The plan of adjustment Emergency Manager Kevyn Orr filed found that DDOT is plagued by a variety of problems, including DDOT’s inability to maximize the federal grant dollars available to it. In addition, DDOT's bus fares are lower than comparable bus transit systems by approximately 30% on average, and its bus transfers are offered at significantly reduced rates, both of which result in decreased revenues.
DDOT also experiences high absenteeism among its bus drivers, which causes inefficiencies, disrupted transit service, poor customer service and higher costs. For example, in January 2013, DDOT experienced 35% absenteeism for bus operations. Even without long term disability, occupational injury, illness and accidents, absenteeism would have been 21%.
DDOT's maintenance operations are also 58% less efficient, compared with similar bus transit systems, while its vehicle maintenance relies on 31% of its hours on overtime and other time premiums to conduct maintenance, with its maintenance union resistant to initiatives that would improve maintenance service at a lower cost.
In addition, poor service and operating performance has led to dissatisfied riders and low morale among employees, which it is believed to have led to an increase in safety incidents on buses and at transportation facilities.
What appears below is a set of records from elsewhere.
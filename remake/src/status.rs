use std::collections::HashMap;
use std::time::{SystemTime, UNIX_EPOCH};

use crate::store::DepStore;
use crate::tracker::Tracker;

/// Build status of a target.
#[derive(Copy, Clone, Eq, PartialEq, Debug)]
pub enum State {
  /// Target is up-to-date.
  Uptodate,
  /// Target is missing or obsolete.
  Todo,
  /// Target has an obsolete dependency.
  Recheck,
  /// Target is being rebuilt.
  Running,
  /// Target was successfully rebuilt.
  Remade,
  /// Build failed for target.
  Failed,
}

/// Status and last observed modification time of a target. An `mtime` of 0 means the file did
/// not exist at the observation.
#[derive(Copy, Clone, Eq, PartialEq, Debug)]
pub struct StatusRecord {
  pub state: State,
  pub mtime: i64,
}

impl Default for StatusRecord {
  #[inline]
  fn default() -> Self { Self { state: State::Uptodate, mtime: 0 } }
}

/// Memoised per-run status of all targets. Records are created lazily on first query and live
/// until the process exits.
pub struct StatusMap {
  records: HashMap<String, StatusRecord>,
  /// The second the server started at; files modified at or after it may have been remade
  /// during this run even when their modification time looks unchanged.
  now: i64,
}

impl StatusMap {
  pub fn new() -> Self {
    Self { records: HashMap::new(), now: system_time_secs(SystemTime::now()) }
  }

  /// Computes and memoises the status of `target`:
  ///
  /// - a target without a dependency group is `Todo` when missing and `Uptodate` otherwise,
  /// - a group with a missing sibling is `Todo`,
  /// - a dependency younger than the latest sibling makes the group `Todo`,
  /// - a dependency that is not `Uptodate` makes the group at least `Recheck`.
  ///
  /// The verdict is written into every sibling. Re-entrant queries for a target already being
  /// computed observe the `Uptodate` placeholder, which also terminates cyclic dependency
  /// graphs loaded from the database.
  pub fn get(&mut self, target: &str, deps: &DepStore, tracker: &mut dyn Tracker) -> StatusRecord {
    if let Some(record) = self.records.get(target) {
      return *record;
    }
    tracker.check_start(target);
    self.records.insert(target.to_string(), StatusRecord::default());
    let Some(group) = deps.get(target) else {
      let mtime = file_mtime(target);
      let state = if mtime == 0 { State::Todo } else { State::Uptodate };
      let record = StatusRecord { state, mtime };
      self.records.insert(target.to_string(), record);
      tracker.check_end(target, record);
      return record;
    };
    let group = group.borrow().clone();
    let mut state = State::Uptodate;
    let mut latest = 0;
    for sibling in &group.targets {
      let mtime = file_mtime(sibling);
      if mtime == 0 {
        state = State::Todo;
      }
      self.records.entry(sibling.clone()).or_default().mtime = mtime;
      if mtime > latest {
        latest = mtime;
      }
    }
    if state != State::Todo {
      for dep in &group.deps {
        let dep_record = self.get(dep, deps, tracker);
        if latest < dep_record.mtime {
          state = State::Todo;
          break;
        }
        if dep_record.state != State::Uptodate {
          state = State::Recheck;
        }
      }
    }
    for sibling in &group.targets {
      self.records.entry(sibling.clone()).or_default().state = state;
    }
    let record = self.records[target];
    tracker.check_end(target, record);
    record
  }

  /// The memoised state of `target`.
  ///
  /// # Panics
  ///
  /// Panics if `target` has no status record yet.
  #[inline]
  pub fn state_of(&self, target: &str) -> State {
    let Some(record) = self.records.get(target) else {
      panic!("BUG: no status record for {target}");
    };
    record.state
  }

  /// Sets the state of `target`, creating its record when absent.
  #[inline]
  pub fn set_state(&mut self, target: &str, state: State) {
    self.records.entry(target.to_string()).or_default().state = state;
  }

  /// Re-observes `target` after its job succeeded: an unchanged modification time from before
  /// the server started means the file was not touched and the target is `Uptodate`; anything
  /// else means `Remade`.
  pub fn update(&mut self, target: &str) {
    let Some(record) = self.records.get_mut(target) else {
      panic!("BUG: no status record for {target}");
    };
    record.state = State::Remade;
    if record.mtime >= self.now {
      return;
    }
    let mtime = file_mtime(target);
    if mtime == 0 {
      record.mtime = 0;
    } else if mtime != record.mtime {
      record.mtime = mtime;
    } else {
      record.state = State::Uptodate;
    }
  }

  /// Decides whether `target` still has to be rebuilt once its prerequisites completed. A job
  /// scheduled for a reason other than a suspect dependency always rebuilds. Otherwise, if every
  /// dependency ended up `Uptodate`, the suspicion was unfounded: all siblings flip to
  /// `Uptodate` and nothing runs.
  pub fn still_need_rebuild(&mut self, target: &str, from_recheck: bool, deps: &DepStore) -> bool {
    if !from_recheck {
      return true;
    }
    let Some(group) = deps.get(target) else {
      panic!("BUG: no dependency group for {target}");
    };
    let group = group.borrow().clone();
    for dep in &group.deps {
      let state = self.records.get(dep).map(|r| r.state).unwrap_or(State::Uptodate);
      if state != State::Uptodate {
        return true;
      }
    }
    for sibling in &group.targets {
      self.records.entry(sibling.clone()).or_default().state = State::Uptodate;
    }
    false
  }
}

/// Modification time of the file at `path` in whole seconds, or 0 when it does not exist.
fn file_mtime(path: &str) -> i64 {
  std::fs::metadata(path)
    .and_then(|m| m.modified())
    .map(system_time_secs)
    .unwrap_or(0)
}

#[inline]
fn system_time_secs(time: SystemTime) -> i64 {
  match time.duration_since(UNIX_EPOCH) {
    Ok(duration) => duration.as_secs() as i64,
    Err(_) => 0,
  }
}

#[cfg(test)]
mod test {
  use std::time::Duration;

  use dev_shared::{age_file, create_temp_dir, write_file};
  use rstest::{fixture, rstest};
  use tempfile::TempDir;

  use super::*;

  #[fixture]
  fn dir() -> TempDir {
    create_temp_dir()
  }

  fn target(dir: &TempDir, name: &str) -> String {
    dir.path().join(name).to_string_lossy().into_owned()
  }

  #[rstest]
  fn test_ungrouped_target_missing_is_todo(dir: TempDir) {
    let mut status = StatusMap::new();
    let record = status.get(&target(&dir, "absent"), &DepStore::default(), &mut ());
    assert_eq!(record, StatusRecord { state: State::Todo, mtime: 0 });
  }

  #[rstest]
  fn test_ungrouped_target_present_is_uptodate(dir: TempDir) {
    let a = target(&dir, "a");
    write_file(&a, "a");
    let mut status = StatusMap::new();
    let record = status.get(&a, &DepStore::default(), &mut ());
    assert_eq!(record.state, State::Uptodate);
    assert!(record.mtime > 0);
  }

  #[rstest]
  fn test_missing_sibling_makes_group_todo(dir: TempDir) {
    let (a, b) = (target(&dir, "a"), target(&dir, "b"));
    write_file(&a, "a");
    let mut deps = DepStore::default();
    deps.bind_group(&[a.clone(), b.clone()], &[]);
    let mut status = StatusMap::new();
    assert_eq!(status.get(&a, &deps, &mut ()).state, State::Todo);
    assert_eq!(status.state_of(&b), State::Todo);
  }

  #[rstest]
  fn test_dep_older_than_latest_sibling_is_uptodate(dir: TempDir) {
    let (a, b, d) = (target(&dir, "a"), target(&dir, "b"), target(&dir, "d"));
    write_file(&a, "a");
    write_file(&b, "b");
    write_file(&d, "d");
    age_file(&a, Duration::from_secs(30));
    age_file(&d, Duration::from_secs(20));
    let mut deps = DepStore::default();
    deps.bind_group(&[a.clone(), b.clone()], &[d.clone()]);
    let mut status = StatusMap::new();
    // The dependency is younger than sibling `a` but older than the latest sibling.
    assert_eq!(status.get(&a, &deps, &mut ()).state, State::Uptodate);
  }

  #[rstest]
  fn test_dep_younger_than_latest_sibling_is_todo(dir: TempDir) {
    let (a, d) = (target(&dir, "a"), target(&dir, "d"));
    write_file(&a, "a");
    write_file(&d, "d");
    age_file(&a, Duration::from_secs(30));
    let mut deps = DepStore::default();
    deps.bind_group(&[a.clone()], &[d.clone()]);
    let mut status = StatusMap::new();
    assert_eq!(status.get(&a, &deps, &mut ()).state, State::Todo);
  }

  #[rstest]
  fn test_obsolete_dep_makes_target_recheck(dir: TempDir) {
    let (a, d) = (target(&dir, "a"), target(&dir, "d"));
    write_file(&a, "a");
    let mut deps = DepStore::default();
    deps.bind_group(&[a.clone()], &[d.clone()]);
    deps.add_deps(&d, &[]);
    let mut status = StatusMap::new();
    // The dependency is missing, hence Todo, but not younger than `a`: suspicion only.
    assert_eq!(status.get(&a, &deps, &mut ()).state, State::Recheck);
  }

  #[rstest]
  fn test_get_is_memoised(dir: TempDir) {
    let a = target(&dir, "a");
    let mut status = StatusMap::new();
    let first = status.get(&a, &DepStore::default(), &mut ());
    write_file(&a, "a");
    let second = status.get(&a, &DepStore::default(), &mut ());
    assert_eq!(first, second);
  }

  #[rstest]
  fn test_cyclic_groups_terminate(dir: TempDir) {
    let (a, b) = (target(&dir, "a"), target(&dir, "b"));
    write_file(&a, "a");
    write_file(&b, "b");
    let mut deps = DepStore::default();
    deps.bind_group(&[a.clone()], &[b.clone()]);
    deps.bind_group(&[b.clone()], &[a.clone()]);
    let mut status = StatusMap::new();
    // Terminates because the re-entrant query observes the placeholder.
    status.get(&a, &deps, &mut ());
  }

  #[rstest]
  fn test_update_unchanged_file_is_uptodate(dir: TempDir) {
    let a = target(&dir, "a");
    write_file(&a, "a");
    age_file(&a, Duration::from_secs(30));
    let mut status = StatusMap::new();
    status.get(&a, &DepStore::default(), &mut ());
    status.update(&a);
    assert_eq!(status.state_of(&a), State::Uptodate);
  }

  #[rstest]
  fn test_update_modified_file_is_remade(dir: TempDir) {
    let a = target(&dir, "a");
    write_file(&a, "a");
    age_file(&a, Duration::from_secs(30));
    let mut status = StatusMap::new();
    status.get(&a, &DepStore::default(), &mut ());
    write_file(&a, "rebuilt");
    age_file(&a, Duration::from_secs(10));
    status.update(&a);
    assert_eq!(status.state_of(&a), State::Remade);
  }

  #[rstest]
  fn test_update_missing_file_is_remade(dir: TempDir) {
    let a = target(&dir, "a");
    write_file(&a, "a");
    age_file(&a, Duration::from_secs(30));
    let mut status = StatusMap::new();
    status.get(&a, &DepStore::default(), &mut ());
    std::fs::remove_file(&a).unwrap();
    status.update(&a);
    assert_eq!(status.records[&a], StatusRecord { state: State::Remade, mtime: 0 });
  }

  #[rstest]
  fn test_still_need_rebuild_collapses_unfounded_recheck(dir: TempDir) {
    let (a, b, d) = (target(&dir, "a"), target(&dir, "b"), target(&dir, "d"));
    let mut deps = DepStore::default();
    deps.bind_group(&[a.clone(), b.clone()], &[d.clone()]);
    let mut status = StatusMap::new();
    status.set_state(&a, State::Running);
    status.set_state(&b, State::Running);
    status.set_state(&d, State::Uptodate);
    assert!(!status.still_need_rebuild(&a, true, &deps));
    assert_eq!(status.state_of(&a), State::Uptodate);
    assert_eq!(status.state_of(&b), State::Uptodate);
  }

  #[rstest]
  fn test_still_need_rebuild_with_remade_dep(dir: TempDir) {
    let (a, d) = (target(&dir, "a"), target(&dir, "d"));
    let mut deps = DepStore::default();
    deps.bind_group(&[a.clone()], &[d.clone()]);
    let mut status = StatusMap::new();
    status.set_state(&a, State::Running);
    status.set_state(&d, State::Remade);
    assert!(status.still_need_rebuild(&a, true, &deps));
    assert_eq!(status.state_of(&a), State::Running);
  }

  #[rstest]
  fn test_still_need_rebuild_without_recheck_verdict(dir: TempDir) {
    let a = target(&dir, "a");
    let mut deps = DepStore::default();
    deps.bind_group(&[a.clone()], &[]);
    let mut status = StatusMap::new();
    status.set_state(&a, State::Running);
    assert!(status.still_need_rebuild(&a, false, &deps));
  }
}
The report added that since the petition date, consultants have identified certain specific overhauls that could increase the efficiency of DDOT and address its issues, including:
- Reducing the amount of overtime devoted to vehicle maintenance.
- Seeking grants to offset preventative maintenance costs and/or capital expenditures for the modernization of facilities.
- Merging shared services with the Suburban Mobility Authority for Regional Transportation and the Detroit People Mover to gain efficiencies and economies of scale.
- Consolidating certain garages.
- Installing transit surveillance technology on all buses to improve security.
- Implementing an improved bus maintenance plan to reduce the number of out-of-service buses and improve on-time route performance.
- Upgrading DDOT's information technology system to provide daily performance metrics and streamline operations.